Y aunque por múltiples obstáculos ese plan no se ha materializado, eso no frenó a Sharok. Las experiencias individuales empezaron a integrarse con las necesidades colectivas y su fuerza interna la llevó a participar de otros procesos: acompañaba a las personas con experiencia de vida trans a ir al médico, asesoraba en el cambio de nombre y componente de sexo en los documentos de identidad, ofrecía palabras de aliento, similares a las que ella misma había recibido años atrás. Sharok estaba en cada espacio que podía para velar por el derecho a la identidad. 

Ahí apareció Colombia Diversa, recuerda, con el proyecto Tejiendo Puentes, una iniciativa que busca reducir la brecha histórica entre la comunidad religiosa y la población diversa. Es decir, un proyecto que se propone, justamente, demostrar lo que Sharok sabe desde hace tantos años: no tiene que haber distancia entre las personas LGBTIQ+ y la religión: “Fue como una señal divina, una luz en el medio del camino para que como personas diversas podamos vivir nuestra espiritualidad en el territorio”.

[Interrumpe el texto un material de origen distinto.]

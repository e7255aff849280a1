//! Transaction log
//!
//! Append-only JSON-lines file holding one compact signed transaction per
//! line, in acceptance order. Replaying the file from the top rebuilds the
//! ledger. Writers hold [`LedgerLock`] from replay to append so that two
//! processes never validate against the same stale state.

use std::fs::File;
use std::path::{Path, PathBuf};

use fd_lock::{RwLock, RwLockWriteGuard};

use tokio::fs::{self, OpenOptions};
use tokio::io::AsyncWriteExt;

use crate::core::crypto::SignatureScheme;
use crate::core::ledger::Ledger;
use crate::core::ledger_config::LedgerConfig;
use crate::core::transaction::SignedTransaction;
use crate::error::{FalcondagError, StoreError};
use crate::infra::dirs::FalcondagDirs;

fn io_error(path: &Path, e: &std::io::Error) -> StoreError {
    StoreError::Io {
        path: path.to_path_buf(),
        error: e.to_string(),
    }
}

/// Append-only transaction log on disk
#[derive(Debug, Clone)]
pub struct TransactionLog {
    path: PathBuf,
}

impl TransactionLog {
    /// Log at a specific path
    pub fn new(path: PathBuf) -> Self {
        Self { path }
    }

    /// Path of the log file
    pub fn path(&self) -> &Path {
        &self.path
    }

    /// Append one transaction
    pub async fn append(&self, tx: &SignedTransaction) -> Result<(), StoreError> {
        if let Some(parent) = self.path.parent() {
            fs::create_dir_all(parent)
                .await
                .map_err(|e| io_error(parent, &e))?;
        }

        let mut line = serde_json::to_string(tx).map_err(|e| StoreError::Io {
            path: self.path.clone(),
            error: e.to_string(),
        })?;
        line.push('\n');

        let mut file = OpenOptions::new()
            .create(true)
            .append(true)
            .open(&self.path)
            .await
            .map_err(|e| io_error(&self.path, &e))?;
        file.write_all(line.as_bytes())
            .await
            .map_err(|e| io_error(&self.path, &e))?;
        file.flush().await.map_err(|e| io_error(&self.path, &e))?;

        tracing::debug!("Appended transaction to {}", self.path.display());
        Ok(())
    }

    /// Read every transaction in file order
    ///
    /// A missing file is an empty log; blank lines are skipped.
    pub async fn read_all(&self) -> Result<Vec<SignedTransaction>, StoreError> {
        let content = match fs::read_to_string(&self.path).await {
            Ok(content) => content,
            Err(e) if e.kind() == std::io::ErrorKind::NotFound => return Ok(Vec::new()),
            Err(e) => return Err(io_error(&self.path, &e)),
        };

        content
            .lines()
            .enumerate()
            .filter(|(_, line)| !line.trim().is_empty())
            .map(|(i, line)| {
                serde_json::from_str(line).map_err(|e| StoreError::MalformedEntry {
                    path: self.path.clone(),
                    line: i + 1,
                    error: e.to_string(),
                })
            })
            .collect()
    }
}

/// Exclusive advisory lock on a data directory's log
///
/// The lock is released when the guard returned by [`LedgerLock::acquire`]
/// is dropped, or when the process exits.
pub struct LedgerLock {
    path: PathBuf,
    lock: RwLock<File>,
}

impl LedgerLock {
    /// Open (creating if needed) the lock file at `path`
    pub fn open(path: PathBuf) -> Result<Self, StoreError> {
        let file = std::fs::OpenOptions::new()
            .create(true)
            .truncate(false)
            .write(true)
            .open(&path)
            .map_err(|e| io_error(&path, &e))?;
        Ok(Self {
            path,
            lock: RwLock::new(file),
        })
    }

    /// Block until no other process holds the lock, then hold it
    pub fn acquire(&mut self) -> Result<RwLockWriteGuard<'_, File>, StoreError> {
        tracing::debug!("Waiting for {}", self.path.display());
        let path = &self.path;
        self.lock.write().map_err(|e| io_error(path, &e))
    }
}

/// Load the configuration and replay the log of a data directory
pub async fn open_ledger(
    dirs: &FalcondagDirs,
    scheme: &SignatureScheme,
) -> Result<Ledger, FalcondagError> {
    let config = LedgerConfig::load_from_path(&dirs.config_path())?;
    let transactions = TransactionLog::new(dirs.ledger_path()).read_all().await?;
    tracing::debug!(
        "Replaying {} transaction(s) from {}",
        transactions.len(),
        dirs.ledger_path().display()
    );
    Ok(Ledger::replay(config, transactions, scheme)?)
}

Para ella, criada en un hogar cristiano evangélico, fue tenso en un principio. Gracias a los procesos de capacitación y formación en cabeza de Colombia Diversa, pudo fortalecer sus herramientas emocionales para conversaciones difíciles y “reconocer que históricamente han utilizado un lenguaje discriminatorio, un discurso excluyente y que no estaba bien”. Esto le dio el músculo inicial para llevar la batuta con la que se propiciaron espacios que antes fueran impensados, pero que ahora reivindicaban su derecho a la libertad religiosa.

“Siempre me hicieron sentir que estaba fuera de lo normal, porque estamos en un entorno satanizado. Pero si Dios permitía esto, no podía ser un error: ‘porque donde hay dos o tres que en mi nombre estén, ahí estaré’”, dice Sharok. Y con esto en mente, visitó iglesias con las cuatro mujeres trans que hacen parte de Tejiendo Puentes y ratificaron el objetivo claro de hacer parte de una iglesia “diversa, una iglesia inclusiva y propia de la comunidad donde podamos reunirnos, vivir esa espiritualidad. Conectarnos con Dios de manera segura y ser esas personas creyentes, devotas y que no se pierda eso que culturalmente llevamos en nuestra sangre, en nuestra raíz”.

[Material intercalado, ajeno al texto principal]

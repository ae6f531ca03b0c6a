// Snapshot domain models
use super::measurement::{Measurement, MeasurementType};
use serde::Serialize;
use std::collections::HashMap;

/// Local time series of one species at one station.
#[derive(Debug, Clone, Default, PartialEq, Serialize)]
pub struct MeasurementDataSet {
    pub last: Option<Measurement>,
    pub last_hour_by_minute: Vec<Measurement>,
    pub last_day_by_hour: Vec<Measurement>,
    pub last_month_by_day: Vec<Measurement>,
    pub all_months: Vec<Measurement>,
}

/// One dataset per declared measurement type.
pub type Snapshot = HashMap<MeasurementType, MeasurementDataSet>;
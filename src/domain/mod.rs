// Domain layer - Pure data types
pub mod measurement;
pub mod snapshot;
pub mod station;
// Station domain models
use serde::{Deserialize, Serialize};

#[derive(Debug, Clone, Copy, PartialEq, Serialize, Deserialize)]
pub struct Location {
    pub latitude: f64,
    pub longitude: f64,
}

impl Location {
    pub fn new(latitude: f64, longitude: f64) -> Self {
        Self { latitude, longitude }
    }
}

/// A station whose readings live in the local store.
#[derive(Debug, Clone, PartialEq)]
pub struct MeasurementStation {
    pub id: i32,
    pub name: String,
    pub location: Location,
}

impl MeasurementStation {
    pub fn new(id: i32, name: String, location: Location) -> Self {
        Self { id, name, location }
    }
}

/// External reference station; country and city key its historical data.
#[derive(Debug, Clone, PartialEq, Eq, Deserialize)]
pub struct OtherMeasurementStation {
    pub country: String,
    pub city: String,
}

impl OtherMeasurementStation {
    #[allow(dead_code)] // Built from JSON outside of tests
    pub fn new(country: impl Into<String>, city: impl Into<String>) -> Self {
        Self {
            country: country.into(),
            city: city.into(),
        }
    }
}
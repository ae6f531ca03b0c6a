// HTTP request handlers
use crate::infrastructure::http_response::{accepts_brotli, error_response, json_response};
use crate::presentation::app_state::AppState;
use axum::{
    extract::{Path, State},
    http::HeaderMap,
    response::IntoResponse,
};
use chrono::Utc;
use std::sync::Arc;

/// Health check endpoint
pub async fn health_check() -> &'static str {
    "ok"
}

/// Snapshot of every measurement type for one station
pub async fn get_snapshot(
    Path(station_id): Path<i32>,
    headers: HeaderMap,
    State(state): State<Arc<AppState>>,
) -> impl IntoResponse {
    let compress = accepts_brotli(&headers);

    match state
        .snapshot_service
        .build_snapshot(station_id, Utc::now())
        .await
    {
        Ok(snapshot) => match json_response(&snapshot, compress).await {
            Ok(response) => response,
            Err(status) => status.into_response(),
        },
        Err(e) => {
            tracing::warn!("Snapshot request failed: {}", e);
            error_response(&e)
        }
    }
}
// Infrastructure layer - External dependencies and adapters
pub mod config;
pub mod http_response;
pub mod influx_store;
pub mod registration_client;
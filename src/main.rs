// Main entry point - Dependency injection and server setup
mod application;
mod domain;
mod infrastructure;
mod presentation;

use anyhow::Context;
use axum::{routing::get, Router};
use std::{net::SocketAddr, sync::Arc};
use tower_http::trace::TraceLayer;
use tracing_subscriber::EnvFilter;

use crate::application::snapshot_service::SnapshotService;
use crate::infrastructure::config::load_config;
use crate::infrastructure::influx_store::InfluxMeasurementStore;
use crate::infrastructure::registration_client::RegistrationClient;
use crate::presentation::app_state::AppState;
use crate::presentation::handlers::{get_snapshot, health_check};

#[tokio::main]
async fn main() -> anyhow::Result<()> {
    tracing_subscriber::fmt()
        .with_env_filter(EnvFilter::try_from_default_env().unwrap_or_else(|_| EnvFilter::new("info")))
        .init();

    let config = load_config()?;

    // Collaborators (infrastructure layer)
    let store = Arc::new(InfluxMeasurementStore::new(config.influx));
    let history = Arc::new(RegistrationClient::new(config.registration)?);

    // Use case (application layer)
    let snapshot_service = SnapshotService::new(store, history)
        .with_parallel_species(config.snapshot.parallel_species);

    let state = Arc::new(AppState { snapshot_service });

    let router = Router::new()
        .route("/healthz", get(health_check))
        .route("/snapshots/:station_id", get(get_snapshot))
        .layer(TraceLayer::new_for_http())
        .with_state(state);

    let addr: SocketAddr = config
        .server
        .address()
        .parse()
        .context("Invalid server address")?;
    tracing::info!("Starting station-snapshot service on {}", addr);

    axum::serve(tokio::net::TcpListener::bind(addr).await?, router).await?;

    Ok(())
}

Sharok considera que allí se empezó a abrir un camino para vivir ese derecho, aunque aún con un importante obstáculo: siguen sin poder ir a la iglesia. La comunidad religiosa aún conserva una postura muy clara que no les permite participar del espacio.  Así que Sharok tuvo otro sueño: estudiar teología y así tener más conocimientos que construyeran, junto a otras personas LGBTIQ+, un lugar en el que la luz sobre sus cabezas ilumine sin miedo.

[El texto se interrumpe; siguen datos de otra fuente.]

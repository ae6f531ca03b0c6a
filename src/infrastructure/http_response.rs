// HTTP response utilities for JSON+Brotli encoding
use crate::application::error::{ErrorKind, SnapshotError};
use async_compression::tokio::bufread::BrotliEncoder;
use axum::{
    body::Body,
    http::{header, HeaderMap, HeaderValue, Response, StatusCode},
};
use serde::Serialize;
use tokio::io::AsyncReadExt;

/// Whether the client accepts Brotli-encoded bodies
pub fn accepts_brotli(headers: &HeaderMap) -> bool {
    headers
        .get(header::ACCEPT_ENCODING)
        .and_then(|v| v.to_str().ok())
        .map(|s| s.contains("br"))
        .unwrap_or(false)
}

async fn brotli(bytes: Vec<u8>) -> std::io::Result<Vec<u8>> {
    let cursor = std::io::Cursor::new(bytes);
    let mut encoder = BrotliEncoder::new(cursor);
    let mut compressed = Vec::new();
    encoder.read_to_end(&mut compressed).await?;
    Ok(compressed)
}

/// Serialize `data` to JSON, Brotli-compressed when `compress` is set
pub async fn json_response<T: Serialize>(
    data: &T,
    compress: bool,
) -> Result<Response<Body>, StatusCode> {
    let json_bytes = serde_json::to_vec(data).map_err(|e| {
        tracing::error!("JSON serialization error: {}", e);
        StatusCode::INTERNAL_SERVER_ERROR
    })?;

    let (body_bytes, content_encoding) = if compress {
        let original_len = json_bytes.len();
        let compressed = brotli(json_bytes).await.map_err(|e| {
            tracing::error!("Brotli compression error: {}", e);
            StatusCode::INTERNAL_SERVER_ERROR
        })?;
        tracing::debug!(
            "Compressed: {} -> {} bytes",
            original_len,
            compressed.len()
        );
        (compressed, Some("br"))
    } else {
        (json_bytes, None)
    };

    let mut response_builder = Response::builder()
        .status(StatusCode::OK)
        .header(header::CONTENT_TYPE, "application/json")
        .header(header::CONTENT_LENGTH, HeaderValue::from(body_bytes.len()));

    if let Some(encoding) = content_encoding {
        response_builder = response_builder.header(header::CONTENT_ENCODING, encoding);
    }

    response_builder.body(Body::from(body_bytes)).map_err(|e| {
        tracing::error!("Response build error: {}", e);
        StatusCode::INTERNAL_SERVER_ERROR
    })
}

pub fn status_for(err: &SnapshotError) -> StatusCode {
    match err.kind() {
        ErrorKind::NotFound => StatusCode::NOT_FOUND,
        ErrorKind::LookupFailure => StatusCode::BAD_GATEWAY,
        ErrorKind::TransientUnavailable => StatusCode::SERVICE_UNAVAILABLE,
    }
}

/// `{"error": "..."}` with the status matching the failure kind
pub fn error_response(err: &SnapshotError) -> Response<Body> {
    let body = serde_json::json!({ "error": err.to_string() }).to_string();

    Response::builder()
        .status(status_for(err))
        .header(header::CONTENT_TYPE, "application/json")
        .body(Body::from(body))
        .unwrap_or_else(|_| {
            let mut response = Response::new(Body::empty());
            *response.status_mut() = StatusCode::INTERNAL_SERVER_ERROR;
            response
        })
}
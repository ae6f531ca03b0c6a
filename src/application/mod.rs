// Application layer - Use cases and collaborator traits
pub mod error;
pub mod history_provider;
pub mod measurement_store;
pub mod snapshot_service;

A Sharok las conversaciones sobre la espiritualidad la llevan a pensar en la paz, en la posibilidad aún lejana de una sociedad que reconozca sus derechos. Hoy el panorama de la violencia es peor y que la firma del Acuerdo aún no se traduce en cambios significativos. “Para la muestra un botón –dice y se señala–. Mire en dónde me encuentro en estos momentos. No estoy ni siquiera en Quibdó por el mismo ejercicio del liderazgo y el activismo. Tuve que desplazarme. Estoy en tierra ajena, como dice uno. En un territorio que no es mi tierra por todo este proceso del aumento de la disidencia”. 

Sin embargo, Sharok resiste, mantiene su liderazgo. Un proceso arduo en un escenario hostil que se le ha facilitado gracias a la red que ha tejido con quienes la acompañan.